Characterization techniques that can accurately and non-destructively measure dynamic matrix remodelling are essential for decoding temporal changes that cells impart on their surrounding matrix. Current techniques, including macrorheology and atomic force microscopy, often only probe bulk or surface matrix properties and therefore are not able to report on local, cellular-level heterogeneity within the 3D material. Additionally, these methods are often destructive, preventing multi-day analysis of dynamic processes.

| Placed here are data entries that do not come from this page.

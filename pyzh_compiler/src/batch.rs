//! Directory translation
//!
//! Discovers dialect sources under a project root and translates each one
//! independently, sequentially or on worker threads sharing one keyword
//! table. A failing file is recorded and the batch continues unless
//! `fail_fast` is set.

use crate::config::compile_time::batch_processing::{MAX_FILES_PER_BATCH, MAX_WORKER_THREADS};
use crate::config::runtime::LexicalPreferences;
use crate::file_processor::{FileProcessor, OutputLayout};
use crate::grammar::KeywordTable;
use crate::logging::{codes, Code};
use crate::pipeline::{self, PipelineError, PipelineResult};
use crate::translation::{Preamble, Translator};
use std::fs;
use std::path::{Path, PathBuf};
use std::sync::atomic::{AtomicBool, Ordering};
use std::sync::Arc;
use std::thread;
use std::time::{Duration, Instant};

#[derive(Debug, Clone)]
pub struct BatchConfig {
    pub max_threads: usize,
    pub recursive: bool,
    /// Process at most this many files (in path order)
    pub max_files: Option<usize>,
    pub progress_reporting: bool,
    pub fail_fast: bool,
}

impl Default for BatchConfig {
    fn default() -> Self {
        Self {
            max_threads: thread::available_parallelism()
                .map(|n| n.get().min(MAX_WORKER_THREADS))
                .unwrap_or(4),
            recursive: true,
            max_files: None,
            progress_reporting: true,
            fail_fast: false,
        }
    }
}

/// Everything a worker needs to translate files; cheap to clone
#[derive(Debug, Clone)]
pub struct BatchJob {
    pub layout: OutputLayout,
    pub processor: FileProcessor,
    pub table: Arc<KeywordTable>,
    pub preamble: Preamble,
    pub lexical: LexicalPreferences,
}

impl BatchJob {
    pub fn new(layout: OutputLayout, table: Arc<KeywordTable>, preamble: Preamble) -> Self {
        Self {
            layout,
            processor: FileProcessor::new(),
            table,
            preamble,
            lexical: LexicalPreferences::default(),
        }
    }

    pub fn with_lexical_preferences(mut self, preferences: LexicalPreferences) -> Self {
        self.lexical = preferences;
        self
    }

    pub fn with_processor(mut self, processor: FileProcessor) -> Self {
        self.processor = processor;
        self
    }

    pub fn project_root(&self) -> &Path {
        self.layout.project_root()
    }

    fn translator(&self) -> Translator<'_> {
        Translator::new(&self.table, self.preamble.clone())
            .with_lexical_preferences(self.lexical.clone())
    }

    fn translate_file(&self, translator: &Translator<'_>, file: &Path, file_id: usize)
        -> Result<PipelineResult, PipelineError>
    {
        pipeline::process_file_with(&self.processor, file, &self.layout, translator, file_id)
    }
}

#[derive(Debug, Default)]
pub struct BatchResults {
    pub successful_files: Vec<(PathBuf, PipelineResult)>,
    pub failed_files: Vec<(PathBuf, PipelineError)>,
    pub processing_duration: Duration,
    pub files_processed: usize,
    pub files_discovered: usize,
}

impl BatchResults {
    pub fn new() -> Self {
        Self::default()
    }

    pub fn success_count(&self) -> usize {
        self.successful_files.len()
    }

    pub fn failure_count(&self) -> usize {
        self.failed_files.len()
    }

    pub fn has_failures(&self) -> bool {
        !self.failed_files.is_empty()
    }

    pub fn success_rate(&self) -> f64 {
        if self.files_processed == 0 {
            0.0
        } else {
            self.successful_files.len() as f64 / self.files_processed as f64
        }
    }

    pub fn total_substitutions(&self) -> usize {
        self.successful_files
            .iter()
            .map(|(_, result)| result.substitutions)
            .sum()
    }

    pub fn add_success(&mut self, file_path: PathBuf, result: PipelineResult) {
        self.successful_files.push((file_path, result));
        self.files_processed += 1;
    }

    pub fn add_failure(&mut self, file_path: PathBuf, error: PipelineError) {
        self.failed_files.push((file_path, error));
        self.files_processed += 1;
    }

    pub fn merge(&mut self, other: BatchResults) {
        self.successful_files.extend(other.successful_files);
        self.failed_files.extend(other.failed_files);
        self.files_processed += other.files_processed;
    }

    fn sort_by_path(&mut self) {
        self.successful_files.sort_by(|a, b| a.0.cmp(&b.0));
        self.failed_files.sort_by(|a, b| a.0.cmp(&b.0));
    }

    pub fn summary(&self) -> String {
        format!(
            "Translated {} of {} file(s) ({:.1}%), {} failed, {} keyword substitution(s), {:.2}s total",
            self.success_count(),
            self.files_processed,
            self.success_rate() * 100.0,
            self.failure_count(),
            self.total_substitutions(),
            self.processing_duration.as_secs_f64()
        )
    }
}

#[derive(Debug, thiserror::Error)]
pub enum BatchError {
    #[error("Directory not found: {path}")]
    DirectoryNotFound { path: String },

    #[error("No .{extension} files found in directory: {path}")]
    NoFilesFound { path: String, extension: String },

    #[error("Too many files found: {count} (max: {max})")]
    TooManyFiles { count: usize, max: usize },

    #[error("IO error during directory traversal of {path}: {error}")]
    IoError { path: String, error: String },

    #[error("Worker thread failed: {message}")]
    WorkerFailure { message: String },
}

impl BatchError {
    pub fn error_code(&self) -> Code {
        match self {
            BatchError::DirectoryNotFound { .. } => codes::batch::DIRECTORY_NOT_FOUND,
            BatchError::NoFilesFound { .. } => codes::batch::NO_FILES_FOUND,
            BatchError::TooManyFiles { .. } => codes::batch::TOO_MANY_FILES,
            BatchError::IoError { .. } => codes::file_processing::IO_ERROR,
            BatchError::WorkerFailure { .. } => codes::batch::WORKER_FAILURE,
        }
    }
}

// ============================================================================
// FILE DISCOVERY
// ============================================================================

/// Dialect sources under the project root in path order, excluding
/// anything inside the output root
pub fn discover_source_files(job: &BatchJob, config: &BatchConfig) -> Result<Vec<PathBuf>, BatchError> {
    let root = job.project_root();
    crate::log_info!("Starting file discovery",
        "directory" => root.display(),
        "recursive" => config.recursive
    );

    if !root.is_dir() {
        return Err(BatchError::DirectoryNotFound {
            path: root.display().to_string(),
        });
    }

    let mut files = Vec::new();
    visit_directory(root, job, config.recursive, &mut files)?;

    if files.is_empty() {
        return Err(BatchError::NoFilesFound {
            path: root.display().to_string(),
            extension: job.processor.source_extension.clone(),
        });
    }

    files.sort();

    if let Some(max_files) = config.max_files {
        if files.len() > max_files {
            crate::log_warning!("Reached maximum file limit",
                "files_found" => files.len(),
                "limit" => max_files
            );
            files.truncate(max_files);
        }
    }

    if files.len() > MAX_FILES_PER_BATCH {
        return Err(BatchError::TooManyFiles {
            count: files.len(),
            max: MAX_FILES_PER_BATCH,
        });
    }

    crate::log_debug!("File discovery completed",
        "files_found" => files.len(),
        "directory" => root.display()
    );

    Ok(files)
}

fn visit_directory(
    dir_path: &Path,
    job: &BatchJob,
    recursive: bool,
    files: &mut Vec<PathBuf>,
) -> Result<(), BatchError> {
    let io_error = |e: std::io::Error| BatchError::IoError {
        path: dir_path.display().to_string(),
        error: e.to_string(),
    };

    for entry in fs::read_dir(dir_path).map_err(io_error)? {
        let path = entry.map_err(io_error)?.path();

        if path.is_dir() {
            if recursive && !job.layout.is_in_output(&path) {
                visit_directory(&path, job, recursive, files)?;
            }
        } else if path.is_file() && job.processor.is_source_path(&path) {
            files.push(path);
        }
    }

    Ok(())
}

// ============================================================================
// BATCH PROCESSING
// ============================================================================

pub fn process_directory_sequential(
    job: &BatchJob,
    config: &BatchConfig,
) -> Result<BatchResults, BatchError> {
    let start_time = Instant::now();
    crate::log_info!("Starting sequential batch translation",
        "directory" => job.project_root().display()
    );

    let files = discover_source_files(job, config)?;
    let mut results = BatchResults::new();
    results.files_discovered = files.len();

    let translator = job.translator();

    for (file_id, file_path) in files.iter().enumerate() {
        if config.progress_reporting {
            println!(
                "Translating file {} of {}: {}",
                file_id + 1,
                files.len(),
                file_path.display()
            );
        }

        match job.translate_file(&translator, file_path, file_id) {
            Ok(result) => results.add_success(file_path.clone(), result),
            Err(error) => {
                results.add_failure(file_path.clone(), error);
                if config.fail_fast {
                    crate::log_warning!("Fail-fast mode enabled, stopping batch translation");
                    break;
                }
            }
        }
    }

    results.processing_duration = start_time.elapsed();
    log_batch_complete(&results, 1);
    Ok(results)
}

pub fn process_directory_parallel(
    job: &BatchJob,
    config: &BatchConfig,
) -> Result<BatchResults, BatchError> {
    let start_time = Instant::now();
    let threads = config.max_threads.clamp(1, MAX_WORKER_THREADS);
    crate::log_info!("Starting parallel batch translation",
        "directory" => job.project_root().display(),
        "max_threads" => threads
    );

    let files = discover_source_files(job, config)?;
    let mut results = BatchResults::new();
    results.files_discovered = files.len();

    let chunk_size = calculate_chunk_size(files.len(), threads);
    let stop = Arc::new(AtomicBool::new(false));

    crate::log_debug!("Parallel translation configuration",
        "total_files" => files.len(),
        "files_per_thread" => chunk_size,
        "threads" => threads
    );

    let mut handles = Vec::new();
    for (chunk_index, chunk) in files.chunks(chunk_size).enumerate() {
        let job = job.clone();
        let stop = Arc::clone(&stop);
        let chunk = chunk.to_vec();
        let first_id = chunk_index * chunk_size;
        let fail_fast = config.fail_fast;
        let progress_reporting = config.progress_reporting;

        handles.push(thread::spawn(move || {
            let translator = job.translator();
            let mut local = BatchResults::new();

            for (offset, file_path) in chunk.into_iter().enumerate() {
                if stop.load(Ordering::Relaxed) {
                    break;
                }
                if progress_reporting {
                    println!("Translating {}", file_path.display());
                }
                match job.translate_file(&translator, &file_path, first_id + offset) {
                    Ok(result) => local.add_success(file_path, result),
                    Err(error) => {
                        local.add_failure(file_path, error);
                        if fail_fast {
                            stop.store(true, Ordering::Relaxed);
                        }
                    }
                }
            }
            local
        }));
    }

    for handle in handles {
        let local = handle.join().map_err(|_| BatchError::WorkerFailure {
            message: "worker thread panicked during translation".to_string(),
        })?;
        results.merge(local);
    }

    if stop.load(Ordering::Relaxed) {
        crate::log_warning!("Fail-fast mode enabled, batch translation stopped early");
    }

    results.sort_by_path();
    results.processing_duration = start_time.elapsed();
    log_batch_complete(&results, threads);
    Ok(results)
}

/// Files per worker so that `max_threads` workers cover every file
fn calculate_chunk_size(file_count: usize, max_threads: usize) -> usize {
    file_count.div_ceil(max_threads.max(1)).max(1)
}

fn log_batch_complete(results: &BatchResults, threads: usize) {
    crate::log_success!(codes::success::BATCH_COMPLETE, "Batch translation completed",
        "files_processed" => results.files_processed,
        "successful" => results.success_count(),
        "failed" => results.failure_count(),
        "threads_used" => threads,
        "duration_ms" => format!("{:.2}", results.processing_duration.as_secs_f64() * 1000.0)
    );
}

/// Translate a project directory, choosing the mode from `config.max_threads`
pub fn process_directory_with_config(
    job: &BatchJob,
    config: &BatchConfig,
) -> Result<BatchResults, BatchError> {
    if config.max_threads <= 1 {
        process_directory_sequential(job, config)
    } else {
        process_directory_parallel(job, config)
    }
}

To address these limitations, microrheological techniques, including video particle tracking used in this work, have facilitated the non-destructive study of local matrix remodelling with improved spatiotemporal accuracy9. As an alternative approach, recent progress suggests that future innovations in materials design will enable the development of synthetic matrices with embedded sensors for real-time analysis of local biomechanical properties10. The importance of nascent, cell-produced matrices within synthetic hydrogels is also becoming increasingly apparent, and new techniques were recently reported that enable the in situ characterization of this dynamic aspect of matrix remodelling11. Overall, the parallel application of both novel materials design and robust characterization methods will enable future insights into how dynamic cell–matrix remodelling plays a critical role in tissue development and disease.

The results presented here underscore the multifaceted roles that rare cell types can play in driving intestinal cell phenotype and ECM remodelling in gut development and disorder. Importantly, the experimental framework of combining reproducible, synthetic matrices with human-sourced cells can be applied to many different tissue types for human-specific disease modelling, enabling identification of new therapeutic targets with clinical impact.